Python Forum
Step through a really large CSV file incrementally in Python
Thread Rating:
  • 0 Vote(s) - 0 Average
  • 1
  • 2
  • 3
  • 4
  • 5
Step through a really large CSV file incrementally in Python
#1
I am trying to speed up loading a large CSV file into a MySQL database. I'm using this code it takes about 4 hours to load a 4GB file with millions of rows:

with open(source) as csv_file:
    csv_reader = csv.reader(csv_file, delimiter=',')
    next(csv_reader)
    insert_sql = """ INSERT INTO billing_info_test (InvoiceId, PayerAccountId, LinkedAccountId) VALUES (%s, %s, %s) """
    for row in csv_reader:
        cursor.execute(insert_sql,row)
        print(cursor.rowcount, 'inserted with LinkedAccountId', row[2], 'at', datetime.now().isoformat())
    print("Committing the DB")
    mydb.commit(
cursor.close()
mydb.close()
That code does work! However, it takes many hours to complete. Between 4 and 5 hours is what it takes to ingest the file. This code is abbreviated, and does not show the try statements I have in the original.

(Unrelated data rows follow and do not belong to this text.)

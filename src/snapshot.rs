//! Two-phase pre-mutation snapshots.
//!
//! Phase one captures a file's content keyed by path as soon as any signal
//! says a mutating tool is about to touch it. Phase two re-keys that capture
//! to the invocation id once the runtime confirms which call performed the
//! mutation. A newer capture for the same path evicts the older one, so the
//! correlated content is always the state right before the confirmed call.
//!
//! [`SnapshotHook`] is the primary signal: the runtime awaits it before the
//! tool runs and it already knows the invocation id, so both phases happen in
//! one critical section. Execution-start and file-change events only capture
//! for calls the hook never saw.

use std::collections::HashMap;
use std::fs;
use std::io;
use std::path::{Component, Path, PathBuf};
use std::sync::{Arc, Mutex, MutexGuard};

use agent_runtime::{PreToolUseHook, ToolCallRequest};
use async_trait::async_trait;
use serde_json::Value;
use similar::TextDiff;
use tempfile::TempDir;
use thiserror::Error;
use tracing::{debug, warn};

/// Tool names whose invocations edit an existing file.
pub const EDIT_TOOL_NAMES: &[&str] = &["edit", "str_replace_editor", "str_replace", "edit_file"];
/// Tool names whose invocations create a file.
pub const CREATE_TOOL_NAMES: &[&str] = &["create", "write_file", "create_file"];
/// Argument keys that carry a tool's target path.
pub const PATH_ARGUMENT_KEYS: &[&str] = &["path", "file_path", "filePath"];

#[derive(Debug, Error)]
pub enum SnapshotError {
    #[error("I/O error while {operation} at {path}: {source}")]
    Io {
        operation: &'static str,
        path: PathBuf,
        #[source]
        source: io::Error,
    },

    #[error("snapshot pipeline has been disposed")]
    Disposed,
}

impl SnapshotError {
    #[must_use]
    pub fn io(operation: &'static str, path: impl Into<PathBuf>, source: io::Error) -> Self {
        Self::Io {
            operation,
            path: path.into(),
            source,
        }
    }
}

/// Mutation class of a tool, if it participates in snapshotting.
#[derive(Debug, Clone, Copy, PartialEq, Eq)]
pub enum MutationKind {
    Edit,
    Create,
}

impl MutationKind {
    #[must_use]
    pub fn for_tool(tool_name: &str) -> Option<Self> {
        if EDIT_TOOL_NAMES.contains(&tool_name) {
            Some(Self::Edit)
        } else if CREATE_TOOL_NAMES.contains(&tool_name) {
            Some(Self::Create)
        } else {
            None
        }
    }
}

/// Extracts the target path argument of a mutating tool call.
#[must_use]
pub fn tool_target_path(arguments: &Value) -> Option<&str> {
    PATH_ARGUMENT_KEYS
        .iter()
        .find_map(|key| arguments.get(*key).and_then(Value::as_str))
        .filter(|path| !path.trim().is_empty())
}

/// Resolves `raw` against `workspace_root` and removes `.`/`..` lexically.
#[must_use]
pub fn resolve_path(workspace_root: &Path, raw: &str) -> PathBuf {
    let candidate = Path::new(raw);
    let joined = if candidate.is_absolute() {
        candidate.to_path_buf()
    } else {
        workspace_root.join(candidate)
    };
    normalize_path(&joined)
}

#[must_use]
pub fn normalize_path(path: &Path) -> PathBuf {
    let mut normalized = PathBuf::new();
    for component in path.components() {
        match component {
            Component::CurDir => {}
            Component::ParentDir => {
                if !normalized.pop() {
                    normalized.push(component.as_os_str());
                }
            }
            other => normalized.push(other.as_os_str()),
        }
    }
    normalized
}

#[derive(Debug, Clone, PartialEq, Eq)]
pub struct SnapshotRecord {
    pub path: PathBuf,
    pub temp_file: PathBuf,
    /// False when the capture is an empty placeholder for a missing file.
    pub existed: bool,
    /// Session whose tool call produced the capture.
    pub owner: String,
}

/// Before/after content for one correlated invocation.
#[derive(Debug, Clone, PartialEq, Eq)]
pub struct FileDiff {
    pub call_id: String,
    pub path: PathBuf,
    pub before_path: PathBuf,
    pub before: String,
    pub after: String,
    pub existed_before: bool,
}

impl FileDiff {
    #[must_use]
    pub fn unified(&self) -> String {
        let display = self.path.display().to_string();
        let old_header = if self.existed_before {
            format!("a{display}")
        } else {
            "/dev/null".to_string()
        };
        TextDiff::from_lines(&self.before, &self.after)
            .unified_diff()
            .context_radius(3)
            .header(&old_header, &format!("b{display}"))
            .to_string()
    }

    #[must_use]
    pub fn is_unchanged(&self) -> bool {
        self.before == self.after
    }
}

pub struct SnapshotPipeline {
    dir: Option<TempDir>,
    pending: HashMap<PathBuf, SnapshotRecord>,
    correlated: HashMap<String, SnapshotRecord>,
    next_file: u64,
}

impl SnapshotPipeline {
    pub fn new() -> Result<Self, SnapshotError> {
        let dir = tempfile::Builder::new()
            .prefix("orchestrator-snapshots-")
            .tempdir()
            .map_err(|source| {
                SnapshotError::io("creating snapshot directory", std::env::temp_dir(), source)
            })?;

        Ok(Self {
            dir: Some(dir),
            pending: HashMap::new(),
            correlated: HashMap::new(),
            next_file: 0,
        })
    }

    #[must_use]
    pub fn directory(&self) -> Option<&Path> {
        self.dir.as_ref().map(TempDir::path)
    }

    /// Copies the current content of `path` into a temp file keyed by path.
    ///
    /// A missing file is captured as an empty placeholder. Any capture
    /// already pending for the same path is discarded first.
    pub fn capture(&mut self, owner: &str, path: &Path) -> Result<(), SnapshotError> {
        let dir = self.dir.as_ref().ok_or(SnapshotError::Disposed)?;
        let path = normalize_path(path);

        if let Some(previous) = self.pending.remove(&path) {
            debug!(path = %path.display(), "evicting stale pending snapshot");
            remove_temp_file(&previous.temp_file);
        }

        self.next_file += 1;
        let file_name = path
            .file_name()
            .map(|name| name.to_string_lossy().into_owned())
            .unwrap_or_else(|| "file".to_string());
        let temp_file = dir.path().join(format!("{}-{file_name}.snap", self.next_file));

        let existed = match fs::copy(&path, &temp_file) {
            Ok(_) => true,
            Err(source) if source.kind() == io::ErrorKind::NotFound => {
                fs::write(&temp_file, b"").map_err(|source| {
                    SnapshotError::io("writing placeholder snapshot", &temp_file, source)
                })?;
                false
            }
            Err(source) => return Err(SnapshotError::io("capturing snapshot", &path, source)),
        };

        debug!(path = %path.display(), existed, "captured pending snapshot");
        self.pending.insert(
            path.clone(),
            SnapshotRecord {
                path,
                temp_file,
                existed,
                owner: owner.to_string(),
            },
        );
        Ok(())
    }

    /// Moves the pending capture for `path` under `call_id`. Returns false
    /// when nothing was pending.
    pub fn correlate(&mut self, path: &Path, call_id: &str) -> bool {
        let path = normalize_path(path);
        let Some(record) = self.pending.remove(&path) else {
            return false;
        };

        if let Some(replaced) = self.correlated.insert(call_id.to_string(), record) {
            remove_temp_file(&replaced.temp_file);
        }
        debug!(path = %path.display(), call_id, "correlated snapshot");
        true
    }

    #[must_use]
    pub fn is_correlated(&self, call_id: &str) -> bool {
        self.correlated.contains_key(call_id)
    }

    #[must_use]
    pub fn correlated_record(&self, call_id: &str) -> Option<&SnapshotRecord> {
        self.correlated.get(call_id)
    }

    #[must_use]
    pub fn pending_count(&self) -> usize {
        self.pending.len()
    }

    #[must_use]
    pub fn correlated_count(&self) -> usize {
        self.correlated.len()
    }

    /// Reads the before-content of `call_id` and the current file content.
    pub fn diff(&self, call_id: &str) -> Result<Option<FileDiff>, SnapshotError> {
        let Some(record) = self.correlated.get(call_id) else {
            return Ok(None);
        };

        let before = fs::read_to_string(&record.temp_file)
            .map_err(|source| SnapshotError::io("reading snapshot", &record.temp_file, source))?;
        let after = match fs::read_to_string(&record.path) {
            Ok(content) => content,
            Err(source) if source.kind() == io::ErrorKind::NotFound => String::new(),
            Err(source) => {
                return Err(SnapshotError::io("reading current file", &record.path, source));
            }
        };

        Ok(Some(FileDiff {
            call_id: call_id.to_string(),
            path: record.path.clone(),
            before_path: record.temp_file.clone(),
            before,
            after,
            existed_before: record.existed,
        }))
    }

    /// Computes the diff of `call_id` and releases its snapshot.
    pub fn take_diff(&mut self, call_id: &str) -> Result<Option<FileDiff>, SnapshotError> {
        let diff = self.diff(call_id);
        self.release(call_id);
        diff
    }

    /// Deletes the correlated snapshot of `call_id`.
    pub fn release(&mut self, call_id: &str) -> bool {
        match self.correlated.remove(call_id) {
            Some(record) => {
                remove_temp_file(&record.temp_file);
                true
            }
            None => false,
        }
    }

    /// Drops every pending and correlated snapshot captured for `owner`.
    pub fn release_owner(&mut self, owner: &str) -> usize {
        let mut released = 0;
        self.pending.retain(|_, record| {
            if record.owner == owner {
                remove_temp_file(&record.temp_file);
                released += 1;
                false
            } else {
                true
            }
        });
        self.correlated.retain(|_, record| {
            if record.owner == owner {
                remove_temp_file(&record.temp_file);
                released += 1;
                false
            } else {
                true
            }
        });
        released
    }

    /// Removes every snapshot and the temp directory itself.
    pub fn dispose(&mut self) {
        self.pending.clear();
        self.correlated.clear();
        if let Some(dir) = self.dir.take() {
            let path = dir.path().to_path_buf();
            if let Err(error) = dir.close() {
                debug!(path = %path.display(), %error, "failed to remove snapshot directory");
            }
        }
    }

    #[must_use]
    pub fn is_disposed(&self) -> bool {
        self.dir.is_none()
    }
}

fn remove_temp_file(path: &Path) {
    if let Err(error) = fs::remove_file(path) {
        if error.kind() != io::ErrorKind::NotFound {
            debug!(path = %path.display(), %error, "failed to remove snapshot file");
        }
    }
}

/// Pre-tool-use hook that snapshots the target of every mutating call.
pub struct SnapshotHook {
    snapshots: Arc<Mutex<SnapshotPipeline>>,
    workspace_root: PathBuf,
}

impl SnapshotHook {
    #[must_use]
    pub fn new(
        snapshots: Arc<Mutex<SnapshotPipeline>>,
        workspace_root: impl Into<PathBuf>,
    ) -> Self {
        Self {
            snapshots,
            workspace_root: workspace_root.into(),
        }
    }
}

#[async_trait]
impl PreToolUseHook for SnapshotHook {
    async fn before_tool_use(&self, call: &ToolCallRequest) {
        if MutationKind::for_tool(&call.tool_name).is_none() {
            return;
        }
        let Some(raw) = tool_target_path(&call.arguments) else {
            return;
        };
        let path = resolve_path(&self.workspace_root, raw);

        let mut snapshots = lock_unpoisoned(&self.snapshots);
        match snapshots.capture(&call.session_id, &path) {
            Ok(()) => {
                snapshots.correlate(&path, &call.call_id);
            }
            Err(error) => {
                warn!(call_id = %call.call_id, %error, "pre-tool-use snapshot failed");
            }
        }
    }
}

pub(crate) fn lock_unpoisoned<T>(mutex: &Mutex<T>) -> MutexGuard<'_, T> {
    match mutex.lock() {
        Ok(guard) => guard,
        Err(poisoned) => poisoned.into_inner(),
    }
}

I want to use the executemany() statement to make this faster. For that, you have to pass a list of tuples to the second argument.

If I build the list on each row iteration it gets too large, and I get out of memory errors when the list gets too large, and the script crashes.

I am not able to get a length of csv_reader or csv_file to use in a range statement.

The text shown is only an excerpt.